A endoftalmite por cândida tem início com lesões brancas de retina primeiramente assintomáticas, mas pode progredir com opacificação do vítreo e provocar cicatriz potencialmente irreversível e cegueira. Em pacientes neutropênicos, hemorragia retiniana também ocorre algumas vezes, mas uma infecção real do olho é rara.

Lesões cutâneas papulonodulares podem se desenvolver, em especial em pacientes neutropênicos, nos quais isso indica alta prevalência de disseminação hematogênica para outros órgãos. Os sintomas de outras infecções focais dependem do órgão envolvido.

Diagnóstico

  • Histopatologia e culturas fúngicas

Como Candida sp. são comensais, a cultura de escarro, boca, vagina, urina, fezes, ou pele não significa necessariamente infecção invasiva e progressiva. Uma lesão clínica característica também deve estar presente, evidência histológica de invasão tecidual (p. ex., leveduras, pseudo-hifas e/ou hifas nos espécimes teciduais) deve ser documentada e outras etiologias devem ser excluídas. Culturas positivas de sangue, LCR, pericárdio ou fluido pericárdico, ou amostra tecidual obtida por biopsia são evidências definitivas de que a terapia sistêmica é necessária.

Métodos sorológicos não possuem especificidade ou sensibilidade suficientes para serem úteis.

Tratamento

  • Anfotericina B para doença grave; caso contrário, uma equinocandina ou um azol

Condições predisponentes, como neutropenia, imunossupressão, uso de antibacterianos de amplo espectro, hiperalimentação e cateteres intravenosos, devem ser revertidas ou, se possível, controladas. Anfotericina B intravenosa é recomendada à maioria dos pacientes gravemente doentes, em especial àqueles imunossuprimidos. A equinocandina é uma alternativa para a anfotericina B nos adultos com ou sem neutropenia. Fluconazol, 400 a 800 mg, VO, 1 vez/dia, é considerado também uma droga de primeira linha (exceto se C. krusei ou C. glabrata estiver envolvido) para pacientes não neutropênicos, podendo ser eficaz para pacientes com neutropenia, na mesma dose.

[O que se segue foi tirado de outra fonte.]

#[cfg(test)]
mod tests {
    use super::*;
    use crate::models::TeamRef;
    use crate::testing_utils::TestDataBuilder;

    fn home() -> TeamRef {
        TeamRef::new("home", "Home")
    }

    fn scorer() -> Player {
        TestDataBuilder::skater("h1", 10, "home")
    }

    fn wizard_at_player_step(action: ActionType) -> CaptureWizard {
        let mut wizard = CaptureWizard::new();
        wizard.begin(RinkPoint::new(25.0, 75.0)).unwrap();
        wizard.select_action(action, home(), 2, 125).unwrap();
        wizard
    }

    #[test]
    fn test_goal_goes_through_assist_step() {
        let mut wizard = wizard_at_player_step(ActionType::Goal);
        assert_eq!(wizard.step(), WizardStep::PlayerSelect);

        wizard.select_player(scorer()).unwrap();
        assert_eq!(wizard.step(), WizardStep::AssistSelect);
        assert!(wizard.confirm().is_none(), "cannot confirm before assists");

        wizard.select_assists(vec![]).unwrap();
        assert_eq!(wizard.step(), WizardStep::Confirm);

        let captured = wizard.confirm().unwrap();
        assert_eq!(captured.mode, CaptureMode::Create);
        assert_eq!(captured.event.action_type, ActionType::Goal);
        assert_eq!(captured.event.period, 2);
        assert_eq!(captured.event.time, 125);
        assert_eq!((captured.event.x, captured.event.y), (25.0, 75.0));
        assert!(captured.event.assists.is_empty());
        assert_eq!(wizard.step(), WizardStep::Idle);
    }

    #[test]
    fn test_shot_skips_assist_step() {
        let mut wizard = wizard_at_player_step(ActionType::Shot);
        wizard.select_player(scorer()).unwrap();
        assert_eq!(wizard.step(), WizardStep::Confirm);
        assert_eq!(
            wizard.select_assists(vec![]),
            Err(WizardError::WrongStep {
                operation: "select assists",
                current: WizardStep::Confirm
            })
        );
    }

    #[test]
    fn test_player_required_before_proceeding() {
        let mut wizard = wizard_at_player_step(ActionType::Goal);
        assert!(wizard.select_assists(vec![]).is_err());
        assert!(wizard.confirm().is_none());
        assert_eq!(wizard.step(), WizardStep::PlayerSelect);
    }

    #[test]
    fn test_only_one_capture_at_a_time() {
        let mut wizard = wizard_at_player_step(ActionType::Hit);
        assert_eq!(
            wizard.begin(RinkPoint::new(1.0, 1.0)),
            Err(WizardError::Busy {
                current: WizardStep::PlayerSelect
            })
        );
    }

    #[test]
    fn test_assist_rules() {
        let mut wizard = wizard_at_player_step(ActionType::Goal);
        wizard.select_player(scorer()).unwrap();

        let a = TestDataBuilder::skater("h2", 2, "home");
        let b = TestDataBuilder::skater("h3", 3, "home");
        let c = TestDataBuilder::skater("h4", 4, "home");

        assert_eq!(
            wizard.select_assists(vec![a.clone(), b.clone(), c]),
            Err(WizardError::TooManyAssists { count: 3 })
        );
        assert_eq!(
            wizard.select_assists(vec![scorer()]),
            Err(WizardError::ScorerAssist)
        );
        assert!(matches!(
            wizard.select_assists(vec![a.clone(), a.clone()]),
            Err(WizardError::DuplicateAssist { .. })
        ));
        assert_eq!(wizard.step(), WizardStep::AssistSelect);

        wizard.select_assists(vec![a, b]).unwrap();
        assert_eq!(wizard.confirm().unwrap().event.assists.len(), 2);
    }

    #[test]
    fn test_placeholder_assists_are_always_allowed() {
        let mut wizard = wizard_at_player_step(ActionType::Goal);
        wizard.select_player(Player::placeholder()).unwrap();
        wizard
            .select_assists(vec![Player::placeholder(), Player::placeholder()])
            .unwrap();
        let event = wizard.confirm().unwrap().event;
        assert!(event.player.is_placeholder());
        assert_eq!(event.assists.len(), 2);
    }

    #[test]
    fn test_back_from_confirm_to_player_clears_player_and_assists() {
        let mut wizard = wizard_at_player_step(ActionType::Goal);
        wizard.select_player(scorer()).unwrap();
        wizard
            .select_assists(vec![TestDataBuilder::skater("h2", 2, "home")])
            .unwrap();

        wizard.back_to(WizardStep::PlayerSelect).unwrap();
        assert_eq!(wizard.step(), WizardStep::PlayerSelect);
        assert_eq!(wizard.draft().player, None);
        assert_eq!(wizard.draft().assists, None);
        assert_eq!(wizard.draft().action_type, Some(ActionType::Goal));
        assert_eq!(wizard.draft().time, Some(125));

        wizard.select_player(scorer()).unwrap();
        assert_eq!(wizard.step(), WizardStep::AssistSelect);
    }

    #[test]
    fn test_back_follows_the_path_taken() {
        let mut wizard = wizard_at_player_step(ActionType::Goal);
        wizard.select_player(scorer()).unwrap();
        wizard.select_assists(vec![]).unwrap();
        assert_eq!(wizard.back(), Ok(WizardStep::AssistSelect));
        assert_eq!(wizard.draft().assists, None);
        assert!(wizard.draft().player.is_some());

        let mut wizard = wizard_at_player_step(ActionType::Turnover);
        wizard.select_player(scorer()).unwrap();
        assert_eq!(wizard.back(), Ok(WizardStep::PlayerSelect));
        assert_eq!(wizard.back(), Ok(WizardStep::ActionSelect));
        assert_eq!(wizard.draft().action_type, Some(ActionType::Turnover));
        assert!(wizard.back().is_err());
    }

    #[test]
    fn test_back_to_rejects_forward_and_skipped_steps() {
        let mut wizard = wizard_at_player_step(ActionType::Shot);
        wizard.select_player(scorer()).unwrap();
        assert!(matches!(
            wizard.back_to(WizardStep::AssistSelect),
            Err(WizardError::InvalidBackTarget { .. })
        ));
        assert!(wizard.back_to(WizardStep::Idle).is_err());
        assert!(wizard.back_to(WizardStep::Confirm).is_err());
    }

    #[test]
    fn test_edit_mode_opens_at_confirm() {
        let mut event = TestDataBuilder::event(ActionType::Shot, "home", "h1", 3, 600);
        event.id = 12;

        let mut wizard = CaptureWizard::new();
        wizard.begin_edit(&event).unwrap();
        assert_eq!(wizard.step(), WizardStep::Confirm);
        assert_eq!(wizard.mode(), CaptureMode::Edit(12));

        wizard.back_to(WizardStep::ActionSelect).unwrap();
        wizard
            .select_action(ActionType::Goal, TeamRef::new("away", "Away"), 3, 610)
            .unwrap();
        wizard.select_player(TestDataBuilder::skater("a1", 9, "away")).unwrap();
        wizard.select_assists(vec![]).unwrap();

        let captured = wizard.confirm().unwrap();
        assert_eq!(captured.mode, CaptureMode::Edit(12));
        assert_eq!(captured.event.id, 12);
        assert_eq!(captured.event.team.id, "away");
        assert_eq!((captured.event.x, captured.event.y), (event.x, event.y));
    }

    #[test]
    fn test_cancel_discards_draft() {
        let mut wizard = wizard_at_player_step(ActionType::Goal);
        assert!(wizard.cancel());
        assert_eq!(wizard.step(), WizardStep::Idle);
        assert_eq!(wizard.draft(), &EventDraft::default());
        assert!(!wizard.cancel());
    }

    #[test]
    fn test_assists_dropped_for_non_goals_in_edit() {
        let mut event = TestDataBuilder::event(ActionType::Goal, "home", "h1", 1, 10);
        event.assists = vec![TestDataBuilder::skater("h2", 2, "home")];

        let mut wizard = CaptureWizard::new();
        wizard.begin_edit(&event).unwrap();
        wizard.back_to(WizardStep::ActionSelect).unwrap();
        wizard.select_action(ActionType::Shot, home(), 1, 10).unwrap();
        wizard.select_player(scorer()).unwrap();
        assert!(wizard.confirm().unwrap().event.assists.is_empty());
    }
}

A candidíase esofágica é tratada com fluconazol, 200 a 400 mg, VO ou IV, 1 vez/dia, ou itraconazol, 200 mg, VO, 1 vez/dia. Pacientes que apresentam falhas (ou com infecção grave) podem receber voriconazol, 4 mg/kg, VO ou IV, 2 vezes/dia, posaconazol, 400 mg, VO, 2 vezes/dia, ou pode ser usada uma das equinocandinas. Esses medicamentos também são eficazes no tratamento de infecções de corrente sanguínea e disseminação hematológica.